* EXERCISE DESCRIPTION
Take the line with "let catalog = Catalog::new(vocab);" and the rest of the lines after it, to the end of the entries, and restate them exactly.

* RECORDS FOR THIS TASK
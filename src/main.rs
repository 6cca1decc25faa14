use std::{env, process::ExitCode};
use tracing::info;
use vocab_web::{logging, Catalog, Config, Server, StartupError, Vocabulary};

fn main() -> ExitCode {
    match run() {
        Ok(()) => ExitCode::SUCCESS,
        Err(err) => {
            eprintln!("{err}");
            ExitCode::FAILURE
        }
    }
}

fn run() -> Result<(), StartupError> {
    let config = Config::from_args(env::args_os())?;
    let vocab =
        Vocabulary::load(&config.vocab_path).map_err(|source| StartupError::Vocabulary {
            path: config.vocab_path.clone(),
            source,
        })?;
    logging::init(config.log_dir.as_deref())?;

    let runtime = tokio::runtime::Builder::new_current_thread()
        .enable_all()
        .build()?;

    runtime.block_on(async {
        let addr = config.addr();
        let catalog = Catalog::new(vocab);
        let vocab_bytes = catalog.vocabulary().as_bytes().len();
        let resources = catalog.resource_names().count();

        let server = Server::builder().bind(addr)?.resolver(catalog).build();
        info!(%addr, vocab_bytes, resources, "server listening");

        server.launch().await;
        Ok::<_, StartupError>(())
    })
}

* YOUR RESPONSE
        let catalog = Catalog::new(vocab);
        let vocab_bytes = catalog.vocabulary().as_bytes().len();
        let resources = catalog.resource_names().count();

        let server = Server::builder().bind(addr)?.resolver(catalog).build();
        info!(%addr, vocab_bytes, resources, "server listening");

        server.launch().await;
        Ok::<_, StartupError>(())
    })
}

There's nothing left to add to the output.